Offline-Near数据选择器

888 字约 3 分钟

2025-11-26

本文档介绍如何在 DataFlex 框架中使用 Offline NEAR Selector 实现训练数据的动态选择，以在监督微调（SFT）中聚焦于与目标集的相似度，进行邻近选择。

1. 方法概述

NEAR 的核心思想是：

先将已分词(tokenized)的样本进一步编码为句向量（例如 512 维）。
在嵌入空间中进行**近邻搜索 **，得到每个样本与目标集的“样本相似度”。

直观理解：选择与目标集最接近的训练数据，以最优化训练目标。

2. 环境与依赖

# DataFlex（建议源码安装）
git clone https://github.com/OpenDCAI/DataFlex.git
cd DataFlex
pip install -e .

# 训练与推理的常用依赖
pip install llamafactory==0.9.3

# NEAR 额外依赖（向量检索与进度条等）
pip install faiss-cpu vllm sentence-transformer

3. offline 数据选择

在DataFlex\src\dataflex\offline_selector\offline_near_selector.py文件中修改训练集、编码模型和参数

if __name__ == "__main__":
    near = offline_near_Selector(
        candidate_path="OpenDCAI/DataFlex-selector-openhermes-10w", # split = train
        query_path="OpenDCAI/DataFlex-selector-openhermes-10w", # split = vaildation
        # It automatically try vllm first, then sentence-transformers
        embed_model="Qwen/Qwen3-Embedding-0.6B",
        # support method:
        #auto(It automatically try vllm first, then sentence-transformers),
        #vllm,
        #sentence-transformer
        embed_method= "auto",
        batch_size=32,
        save_indices_path="top_indices.npy",
        max_K=1000,
        
    )
    near.selector()

注意：此处的 model_name 用于将tokenized后的文本进一步编码为句向量（例如 1024 维），支持vllm和sentence-transformer 推理。

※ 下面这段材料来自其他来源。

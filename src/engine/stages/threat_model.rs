use async_trait::async_trait;
use flagforge_common::{FuzzTask, Severity, Stage, Vulnerability};
use url::Url;

use crate::engine::context::StageContext;
use crate::engine::oracle_loop::{LoopEnd, LoopSpec, run_oracle_loop};
use crate::engine::prompts;
use crate::engine::{StageOutcome, StageRunner};
use crate::errors::StageError;
use crate::oracle::{ReportedFuzzTask, ReportedVulnerability, StageReport};

/// Oracle-driven threat model: turns the analysis into vulnerabilities and
/// queued fuzz tasks.
pub struct ThreatModelStage;

#[async_trait]
impl StageRunner for ThreatModelStage {
    fn stage(&self) -> Stage {
        Stage::ThreatModel
    }

    async fn run(&self, ctx: &mut StageContext<'_>) -> Result<StageOutcome, StageError> {
        let spec = LoopSpec {
            instructions: prompts::instructions(Stage::ThreatModel),
            focus: None,
            max_iterations: ctx.settings().threat_model_max_iterations,
            progress: (0.0, 0.9),
        };
        let result = run_oracle_loop(ctx, spec).await?;
        ctx.ensure_tools_usable()?;

        let report = match result.end {
            LoopEnd::Completed(report) => report,
            LoopEnd::CapReached => {
                ctx.add_finding("Threat model incomplete: iteration cap reached before a report")?;
                return Ok(StageOutcome::CapReached);
            }
            LoopEnd::FlagCaptured => {
                ctx.log("Flag captured during threat modeling")?;
                return Ok(StageOutcome::Advance);
            }
        };

        let target = ctx.input()?.target_url;
        let (vulnerabilities, tasks) = apply_report(ctx, &report, &target)?;
        ctx.report_progress(1.0)?;
        ctx.log(format!(
            "Threat model identified {} vulnerabilities and queued {} fuzz tasks",
            vulnerabilities, tasks
        ))?;
        Ok(StageOutcome::Advance)
    }
}

/// Record the report's vulnerabilities and fuzz tasks. When the oracle names
/// vulnerabilities but no tasks, one task per vulnerability is derived.
fn apply_report(ctx: &StageContext<'_>, report: &StageReport, target: &str) -> Result<(usize, usize), StageError> {
    if !report.summary.trim().is_empty() {
        ctx.add_finding(format!("Threat model: {}", report.summary.trim()))?;
    }

    let mut recorded = Vec::new();
    for reported in &report.vulnerabilities {
        if reported.vuln_type.trim().is_empty() {
            continue;
        }
        let vulnerability = to_vulnerability(ctx, reported)?;
        ctx.add_vulnerability(vulnerability.clone())?;
        recorded.push(vulnerability);
    }

    let tasks: Vec<FuzzTask> = if report.fuzz_tasks.is_empty() {
        recorded
            .iter()
            .map(|v| {
                let mut task = FuzzTask::pending(
                    resolve_target(target, v.location.as_deref().unwrap_or("")),
                    v.vuln_type.clone(),
                );
                task.vulnerability = Some(v.vuln_type.clone());
                task
            })
            .collect()
    } else {
        report.fuzz_tasks.iter().filter_map(|t| to_fuzz_task(target, t)).collect()
    };

    let count = tasks.len();
    for task in tasks {
        ctx.enqueue_fuzz(task)?;
    }
    Ok((recorded.len(), count))
}

fn to_vulnerability(ctx: &StageContext<'_>, reported: &ReportedVulnerability) -> Result<Vulnerability, StageError> {
    let severity = match reported.severity.parse::<Severity>() {
        Ok(s) => s,
        Err(_) => {
            ctx.log(format!(
                "Unknown severity {:?} for {}, using medium",
                reported.severity, reported.vuln_type
            ))?;
            Severity::Medium
        }
    };
    Ok(Vulnerability {
        vuln_type: reported.vuln_type.trim().to_string(),
        description: reported.description.clone(),
        severity,
        location: reported.location.clone().filter(|l| !l.trim().is_empty()),
    })
}

pub(crate) fn to_fuzz_task(target: &str, reported: &ReportedFuzzTask) -> Option<FuzzTask> {
    if reported.payload_class.trim().is_empty() {
        return None;
    }
    let mut task = FuzzTask::pending(
        resolve_target(target, &reported.target),
        reported.payload_class.trim(),
    );
    task.vulnerability = reported.vulnerability.clone();
    Some(task)
}

/// Resolve a possibly relative location against the run's target URL.
fn resolve_target(target: &str, location: &str) -> String {
    let location = location.trim();
    if location.is_empty() {
        return target.to_string();
    }
    match Url::parse(target).and_then(|base| base.join(location)) {
        Ok(url) => url.to_string(),
        Err(_) => location.to_string(),
    }
}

最终保存为每个query的max_K个最邻近训练数据的索引矩阵（ N ,max_K ）

4. 关键超参数与建议

参数	典型范围	含义与建议
`max_K`	64–2000	近邻检索数量上限，越大越稳但开销更高；建议与数据规模/显存权衡
`model_name`	—	句向量编码模型路径或名称（如本地embeddingm模型）
`cache_dir`	—	中间结果缓存路径，便于断点续跑

5. 组件配置（components.yaml）

路径： DataFlex/src/dataflex/configs/components.yaml

预设参数

near:
    name: near
    params:
      indices_path: ./src/dataflex/offline_selector/top_indices.npy
      cache_dir: ../dataflex_saves/near_output

6. 动态训练配置（LoRA + NEAR）

示例文件： DataFlex/examples/train_lora/selectors/near.yaml

### model
model_name_or_path: #模型地址
trust_remote_code: true

### method
stage: sft
do_train: true
finetuning_type: lora
lora_target: all
lora_rank: 16
lora_alpha: 8
# deepspeed: examples/deepspeed/ds_z3_config.json  # choices: [ds_z0_config.json, ds_z2_config.json, ds_z3_config.json]

### dataset
dataset: #训练集
template: qwen （训练模型类型：qwen、llama...）
cutoff_len: 4096
# max_samples: 100000000
overwrite_cache: true
preprocessing_num_workers: 16
dataloader_num_workers: 0
# disable_shuffling: true
seed: 42

### output
output_dir: ../dataflex_saves
logging_steps: 10
save_steps: 100
plot_loss: true
save_only_model: false
overwrite_output_dir: true

### swanlab
report_to: none  # choices: [none, wandb, tensorboard, swanlab, mlflow]
# use_swanlab: true
# swanlab_project: medical_dynamic_sft
# swanlab_run_name: qwen2_5_3b_lora_medical_50k_baseline
# swanlab_workspace: word2li
# swanlab_api_key: AnLWTMijcbd4cyEfundi3
# swanlab_lark_webhook_url: https://open.feishu.cn/open-apis/bot/v2/hook/ff10a391-4e51-4481-97ff-965760cae2a1
# swanlab_lark_secret: cySzwTbCJh08349FGAhBSf

### train
per_device_train_batch_size: 2
gradient_accumulation_steps: 16
learning_rate: 1.0e-4
num_train_epochs: 1.0
lr_scheduler_type: cosine
warmup_ratio: 0.1
bf16: true
ddp_timeout: false

### Dataflex args
train_type: dynamic_select   # 选择训练器类型。可选值包括：
                          # "dynamic_select" - 动态选择训练器
                          # "dynamic_mix" - 动态混合训练器
                          # "dynamic_weight" - 动态加权训练器
                          # "static" - 默认静态训练器
components_cfg_file: src/dataflex/configs/components.yaml
component_name: near  # 选择组件名称，对应 components_cfg_file 中定义的组件
warmup_step: 400
update_step: 500
update_times: 2
# eval_dataset: alpaca_zh_demo

参数说明：

component_name: near：启用 NEAR 组件。
warmup_step / update_step / update_times：决定何时与多久进行一次动态选择；总步数 ≈ warmup_step + update_step × update_times。
总batch_size=device_number x per_device_train_batch_size x gradient_accumulation_steps

7. 运行训练

FORCE_TORCHRUN=1 DISABLE_VERSION_CHECK=1 dataflex-cli train examples/train_lora/selectors/near.yaml

采用分布式

训练过程中会在设定的步数触发 NEAR 动态选择：根据离线选择的样本索引，选出下一阶段训练子集。

8. 模型合并与导出

与 Less Selector 流程一致：

配置文件： DataFlex/examples/merge_lora/llama3_lora_sft.yaml

model_name_or_path: 原模型地址
adapter_name_or_path: 微调后adpter地址
template: qwen
trust_remote_code: true

export_dir: ../dataflex_saves
export_size: 5
export_device: cpu
export_legacy_format: false

导出命令：在llamafactory文件夹中运行

llamafactory-cli export llama3_lora_sft.yaml

9. 评估与对比

建议使用 DataFlow 的模型 QA 评估流水线，对 NEAR 与 Less、随机采样 等策略进行并列评测